Reputation: 23
I have a student exam system in Java. There are more than one million questions in the mysql database. The question content consists of Chinese, English, and latex mathematical formulas.
Now, I want to query questions with identical or very high similarity to the content of newly input questions from teachers.
How to solve this problem?
I want to use nlp to deal with this problem, but I don't know how to start.(gensim Word2Vec Doc2Vec)
I previously stored the question content in postgresql and searched for similar questions through long text. This worked well for Chinese questions with more content, but it did not work well for short English sentences.
Upvotes: 0
Views: 118
Reputation: 315
You could use vector databases such as ChromaDB. It is simple to test it out on some smaller subset of data, look at getting started. By default, ChromaDB uses Sentence Transformers (all-MiniLM-L6-v2 model) for embeddings.

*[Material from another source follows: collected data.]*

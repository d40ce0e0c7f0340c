use super::mock_test_prelude::*;

const LIVE_PAYLOAD: usize = 480 * BYTES_IN_KBYTE;
const SPACE: usize = 512 * BYTES_IN_KBYTE;
const ZONE: usize = 6144;

#[test]
pub fn exhausted_heap_lends_out_the_safety_zone() {
    with_mockvm(|| {
        let heap = heap_for_test(SMALL_HEAP);
        let mut mutator = bind(heap, 1);
        let tls = mutator.mutator_tls;

        let live = alloc_object(&mut mutator, 0, LIVE_PAYLOAD).unwrap();
        unsafe { payload_byte(live, LIVE_PAYLOAD - 8).store::<usize>(0x5a5a) };
        let root = Root::new(RootKind::Stack(tls), Some(live));
        let free = SPACE - ZONE - object_size(0, LIVE_PAYLOAD);
        assert_eq!(memory_manager::free_bytes(heap), free);

        assert_eq!(
            alloc_object(&mut mutator, 0, 64 * BYTES_IN_KBYTE),
            Err(AllocationError::HeapOutOfMemory)
        );
        assert_eq!(memory_manager::collection_count(heap), 1);
        assert!(heap.plan.safety_zone.is_in_zone());
        assert_eq!(heap.plan.top(), heap.plan.tospace().end());
        assert_eq!(memory_manager::free_bytes(heap), free + ZONE);
        assert_eq!(
            read_mockvm(|mock| mock.out_of_memory.clone()),
            vec![AllocationError::HeapOutOfMemory]
        );

        // The binding can now allocate its error object, and nothing live was lost.
        assert!(alloc_object(&mut mutator, 2, 64).is_ok());
        assert_eq!(
            unsafe { payload_byte(root.object(), LIVE_PAYLOAD - 8).load::<usize>() },
            0x5a5a
        );

        unbind(mutator);
    })
}

#[test]
pub fn running_out_again_is_fatal() {
    with_mockvm(|| {
        let heap = heap_for_test(SMALL_HEAP);
        let mut mutator = bind(heap, 1);
        let tls = mutator.mutator_tls;

        let live = alloc_object(&mut mutator, 0, LIVE_PAYLOAD).unwrap();
        let _root = Root::new(RootKind::Stack(tls), Some(live));
        assert!(alloc_object(&mut mutator, 0, 64 * BYTES_IN_KBYTE).is_err());

        let message = catch_fatal(|| {
            let _ = alloc_object(&mut mutator, 0, 64 * BYTES_IN_KBYTE);
        });
        assert!(message
            .unwrap()
            .contains("Out of memory again after throwing OutOfMemoryError"));
        // Reported once only.
        assert_eq!(read_mockvm(|mock| mock.out_of_memory.len()), 1);
    })
}

#[test]
pub fn safety_zone_is_restored_once_memory_is_free() {
    with_mockvm(|| {
        let heap = heap_for_test(SMALL_HEAP);
        let mut mutator = bind(heap, 1);
        let tls = mutator.mutator_tls;

        // Fills to-space up to the safety zone.
        let live = alloc_object(&mut mutator, 0, SPACE - ZONE - BYTES_IN_WORD).unwrap();
        let root = Root::new(RootKind::Stack(tls), Some(live));
        assert_eq!(memory_manager::free_bytes(heap), 0);
        assert!(alloc_object(&mut mutator, 0, 0).is_err());
        assert!(heap.plan.safety_zone.is_in_zone());

        // No more than the zone itself is free, so it cannot be taken back.
        assert!(memory_manager::collect_garbage(heap, tls, 0));
        assert!(heap.plan.safety_zone.is_in_zone());

        root.set(None);
        assert!(memory_manager::collect_garbage(heap, tls, 0));
        assert!(!heap.plan.safety_zone.is_in_zone());
        assert_eq!(memory_manager::free_bytes(heap), SPACE - ZONE);

        // A later exhaustion is an ordinary out-of-memory again.
        let big = alloc_object(&mut mutator, 0, LIVE_PAYLOAD).unwrap();
        root.set(Some(big));
        assert!(alloc_object(&mut mutator, 0, 64 * BYTES_IN_KBYTE).is_err());
        assert_eq!(read_mockvm(|mock| mock.out_of_memory.len()), 2);

        unbind(mutator);
    })
}
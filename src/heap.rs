//! The heap instance and its builder.

use crate::global_state::GlobalState;
use crate::plan::semispace::SemiSpace;
use crate::scheduler::GCRequester;
use crate::util::options::Options;
use crate::util::statistics::Stats;
use crate::vm::VMBinding;

use std::sync::Arc;

/// Collects options before the heap exists. Options can no longer change once
/// [`crate::memory_manager::ssgc_init`] has built the heap.
pub struct HeapBuilder {
    pub options: Options,
}

impl HeapBuilder {
    /// Create a builder with default options, overridden by `SSGC_*` environment variables.
    pub fn new() -> Self {
        HeapBuilder {
            options: Options::default(),
        }
    }

    /// Create a builder with default options, ignoring the environment.
    pub fn new_no_env_vars() -> Self {
        HeapBuilder {
            options: Options::new_without_env(),
        }
    }

    /// Set an option by name. Returns false if the name or the value was rejected.
    pub fn set_option(&mut self, name: &str, val: &str) -> bool {
        self.options.set_from_str(name, val)
    }

    /// Set options from a whitespace separated list of `name=value` pairs.
    pub fn set_options_bulk_by_str(&mut self, options: &str) -> bool {
        self.options.set_bulk_from_command_line(options)
    }

    pub(crate) fn build<VM: VMBinding>(&self) -> Heap<VM> {
        Heap::new(Arc::new(self.options.clone()))
    }
}

impl Default for HeapBuilder {
    fn default() -> Self {
        Self::new()
    }
}

/// A heap instance. Bindings usually keep one in a static, since mutators and the collector
/// thread hold `&'static` references to it.
pub struct Heap<VM: VMBinding> {
    pub(crate) options: Arc<Options>,
    pub(crate) state: Arc<GlobalState>,
    pub(crate) stats: Arc<Stats>,
    pub(crate) gc_requester: Arc<GCRequester<VM>>,
    pub plan: SemiSpace<VM>,
}

impl<VM: VMBinding> Heap<VM> {
    fn new(options: Arc<Options>) -> Self {
        let state = Arc::new(GlobalState::default());
        let stats = Arc::new(Stats::new());
        let gc_requester = Arc::new(GCRequester::new());
        let plan = SemiSpace::new(
            options.clone(),
            state.clone(),
            stats.clone(),
            gc_requester.clone(),
        );
        Heap {
            options,
            state,
            stats,
            gc_requester,
            plan,
        }
    }

    pub fn get_options(&self) -> &Options {
        &self.options
    }

    /// Per-phase timings accumulated over every collection so far.
    pub fn gc_timings_summary(&self) -> String {
        self.stats.with_timer(|timer| timer.total_summary())
    }
}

Here is a working Python example from documentation:
import chromadb
chroma_client = chromadb.Client()
collection = chroma_client.create_collection(name="my_collection")
collection.add(
documents=["This is a document", "This is another document"],
metadatas=[{"source": "my_source"}, {"source": "my_source"}],
ids=["id1", "id2"]
)
results = collection.query(
query_texts=["This is a query document"],
n_results=2
)
Upvotes: 0